Task prompt =>
Please return all lines from the records below that include the string "expected".

Source material =>
=======
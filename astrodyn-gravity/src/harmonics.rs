//! Gradient of a fully normalized spherical-harmonic potential.
//!
//! Uses the Cunningham V/W recursion (Montenbruck & Gill, §3.2) rewritten for
//! normalized coefficients. With `x0 = R x / r²` (likewise y0, z0) and
//! `ρ = R² / r²`:
//!
//! ```text
//! V̄00 = R / r                      W̄00 = 0
//! V̄mm = f_m (x0 V̄m-1,m-1 − y0 W̄m-1,m-1)
//! W̄mm = f_m (x0 W̄m-1,m-1 + y0 V̄m-1,m-1)      f_1 = √3, f_m = √((2m+1)/2m)
//! V̄nm = a_nm z0 V̄n-1,m − b_nm ρ V̄n-2,m
//! a_nm = √((2n−1)(2n+1) / ((n−m)(n+m)))
//! b_nm = √((2n+1)(n+m−1)(n−m−1) / ((2n−3)(n+m)(n−m)))
//! ```
//!
//! The acceleration sums over `0 <= m <= n <= degree`, `m <= order`, and
//! therefore needs V̄/W̄ up to `degree + 1`, `order + 1`.

use astrodyn_core::Vector3;

use crate::coefficients::GravityCoefficients;

/// Acceleration in km/s² at `position` (km, body-fixed axes).
///
/// `degree`/`order` are clipped to the table. The caller guarantees a
/// non-zero position.
pub fn acceleration(
    coefficients: &GravityCoefficients,
    degree: usize,
    order: usize,
    position: &Vector3,
) -> Vector3 {
    let degree = degree.min(coefficients.degree());
    let order = order.min(degree).min(coefficients.order());
    let (v, w) = cunningham(coefficients.radius, position, degree + 1, order + 1);

    let mut ax = 0.0;
    let mut ay = 0.0;
    let mut az = 0.0;

    for n in 0..=degree {
        let nf = n as f64;
        let degree_ratio = (2.0 * nf + 1.0) / (2.0 * nf + 3.0);

        for m in 0..=n.min(order) {
            let mf = m as f64;
            let c = coefficients.c(n, m);
            let s = coefficients.s(n, m);
            if c == 0.0 && s == 0.0 {
                continue;
            }

            let f3 = (degree_ratio * (nf + mf + 1.0) * (nf - mf + 1.0)).sqrt();
            az += f3 * (-c * v[n + 1][m] - s * w[n + 1][m]);

            if m == 0 {
                let f1 = (0.5 * degree_ratio * (nf + 1.0) * (nf + 2.0)).sqrt();
                ax -= c * f1 * v[n + 1][1];
                ay -= c * f1 * w[n + 1][1];
            } else {
                let f1 = (degree_ratio * (nf + mf + 1.0) * (nf + mf + 2.0)).sqrt();
                let sectoral = if m == 1 { 2.0 } else { 1.0 };
                let f2 = (sectoral * degree_ratio * (nf - mf + 1.0) * (nf - mf + 2.0)).sqrt();

                ax += 0.5
                    * (f1 * (-c * v[n + 1][m + 1] - s * w[n + 1][m + 1])
                        + f2 * (c * v[n + 1][m - 1] + s * w[n + 1][m - 1]));
                ay += 0.5
                    * (f1 * (-c * w[n + 1][m + 1] + s * v[n + 1][m + 1])
                        + f2 * (-c * w[n + 1][m - 1] + s * v[n + 1][m - 1]));
            }
        }
    }

    let scale = coefficients.mu / (coefficients.radius * coefficients.radius);
    Vector3::new(ax * scale, ay * scale, az * scale)
}

/// Normalized V̄nm, W̄nm for `n <= max_degree`, `m <= min(n, max_order)`.
fn cunningham(
    radius: f64,
    position: &Vector3,
    max_degree: usize,
    max_order: usize,
) -> (Vec<Vec<f64>>, Vec<Vec<f64>>) {
    let r2 = position.magnitude_squared();
    let x0 = radius * position.x / r2;
    let y0 = radius * position.y / r2;
    let z0 = radius * position.z / r2;
    let rho = radius * radius / r2;

    let mut v = vec![vec![0.0; max_order + 2]; max_degree + 1];
    let mut w = vec![vec![0.0; max_order + 2]; max_degree + 1];

    v[0][0] = radius / r2.sqrt();

    for m in 0..=max_order.min(max_degree) {
        let mf = m as f64;
        if m > 0 {
            let f = if m == 1 {
                3f64.sqrt()
            } else {
                ((2.0 * mf + 1.0) / (2.0 * mf)).sqrt()
            };
            v[m][m] = f * (x0 * v[m - 1][m - 1] - y0 * w[m - 1][m - 1]);
            w[m][m] = f * (x0 * w[m - 1][m - 1] + y0 * v[m - 1][m - 1]);
        }

        for n in (m + 1)..=max_degree {
            let nf = n as f64;
            let a = ((2.0 * nf - 1.0) * (2.0 * nf + 1.0) / ((nf - mf) * (nf + mf))).sqrt();
            v[n][m] = a * z0 * v[n - 1][m];
            w[n][m] = a * z0 * w[n - 1][m];
            if n >= m + 2 {
                let b = ((2.0 * nf + 1.0) * (nf + mf - 1.0) * (nf - mf - 1.0)
                    / ((2.0 * nf - 3.0) * (nf + mf) * (nf - mf)))
                    .sqrt();
                v[n][m] -= b * rho * v[n - 2][m];
                w[n][m] -= b * rho * w[n - 2][m];
            }
        }
    }

    (v, w)
}

#[cfg(test)]
mod tests {
    use super::*;
    use crate::coefficients::normalization_factor;
    use astrodyn_core::constants::{EARTH_EQUATORIAL_RADIUS, EARTH_MU};
    use astrodyn_core::test_helpers::assert_vector_close;

    fn earth(degree: usize, order: usize) -> GravityCoefficients {
        GravityCoefficients::new(EARTH_MU, EARTH_EQUATORIAL_RADIUS, degree, order)
    }

    #[test]
    fn test_central_term_is_point_mass() {
        let position = Vector3::new(4000.0, -3000.0, 5000.0);
        let r = position.magnitude();
        let expected = position * (-EARTH_MU / (r * r * r));
        let accel = acceleration(&earth(0, 0), 0, 0, &position);
        assert_vector_close(&accel, &expected, 1e-16, "point mass");
    }

    #[test]
    fn test_zonal_j2_closed_form() {
        let j2 = 1.08262668e-3;
        let mut table = earth(2, 0);
        table.set(2, 0, -j2 / normalization_factor(2, 0), 0.0);

        let position = Vector3::new(5000.0, 3000.0, 4000.0);
        let r = position.magnitude();
        let r2 = r * r;
        let k = 1.5 * j2 * EARTH_MU * EARTH_EQUATORIAL_RADIUS * EARTH_EQUATORIAL_RADIUS / (r2 * r2 * r);
        let zr2 = 5.0 * position.z * position.z / r2;
        let perturbation = Vector3::new(
            k * position.x * (zr2 - 1.0),
            k * position.y * (zr2 - 1.0),
            k * position.z * (zr2 - 3.0),
        );
        let expected = position * (-EARTH_MU / (r2 * r)) + perturbation;

        let accel = acceleration(&table, 2, 0, &position);
        assert_vector_close(&accel, &expected, 1e-16, "J2");
    }

    #[test]
    fn test_sectoral_term_matches_potential_gradient() {
        let mut table = earth(2, 2);
        table.set(2, 2, 2.43914352398e-6, -1.40016683654e-6);
        table.set(2, 1, -2.0e-10, 1.2e-9);

        // Unnormalized potential of the (2,1) and (2,2) terms, differentiated numerically.
        let potential = |p: &Vector3| {
            let r = p.magnitude();
            let rxy = p.x.hypot(p.y);
            let sin_phi = p.z / r;
            let cos_phi = rxy / r;
            let lambda = p.y.atan2(p.x);
            let ratio = EARTH_EQUATORIAL_RADIUS / r;
            let p21 = 3.0 * sin_phi * cos_phi;
            let p22 = 3.0 * cos_phi * cos_phi;
            let n21 = normalization_factor(2, 1);
            let n22 = normalization_factor(2, 2);
            EARTH_MU / r
                * ratio
                * ratio
                * (p21 * n21 * (table.c(2, 1) * lambda.cos() + table.s(2, 1) * lambda.sin())
                    + p22 * n22 * (table.c(2, 2) * (2.0 * lambda).cos() + table.s(2, 2) * (2.0 * lambda).sin()))
        };

        let position = Vector3::new(-2500.0, 6100.0, 1800.0);
        let h = 1e-3;
        let gradient = |axis: usize| {
            let mut plus = position.to_array();
            let mut minus = position.to_array();
            plus[axis] += h;
            minus[axis] -= h;
            (potential(&Vector3::from_array(plus)) - potential(&Vector3::from_array(minus))) / (2.0 * h)
        };
        let r = position.magnitude();
        let central = position * (-EARTH_MU / (r * r * r));
        let expected = central + Vector3::new(gradient(0), gradient(1), gradient(2));

        let accel = acceleration(&table, 2, 2, &position);
        assert_vector_close(&accel, &expected, 1e-13, "sectoral");
    }

    #[test]
    fn test_request_clipped_to_table() {
        let mut table = earth(2, 0);
        table.set(2, 0, -4.84e-4, 0.0);
        let position = Vector3::new(7000.0, 0.0, 1000.0);
        let a = acceleration(&table, 2, 0, &position);
        let b = acceleration(&table, 50, 50, &position);
        assert_eq!(a.to_array(), b.to_array());
    }

    #[test]
    fn test_high_degree_recursion_stays_finite() {
        let mut table = earth(360, 360);
        table.set(360, 360, 1e-9, 1e-9);
        let accel = acceleration(&table, 360, 360, &Vector3::new(6500.0, 1200.0, 900.0));
        assert!(accel.is_finite());
    }
}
=======
Answer section =>
        let expected = position * (-EARTH_MU / (r * r * r));
        assert_vector_close(&accel, &expected, 1e-16, "point mass");
        let expected = position * (-EARTH_MU / (r2 * r)) + perturbation;
        assert_vector_close(&accel, &expected, 1e-16, "J2");
        let expected = central + Vector3::new(gradient(0), gradient(1), gradient(2));
        assert_vector_close(&accel, &expected, 1e-13, "sectoral");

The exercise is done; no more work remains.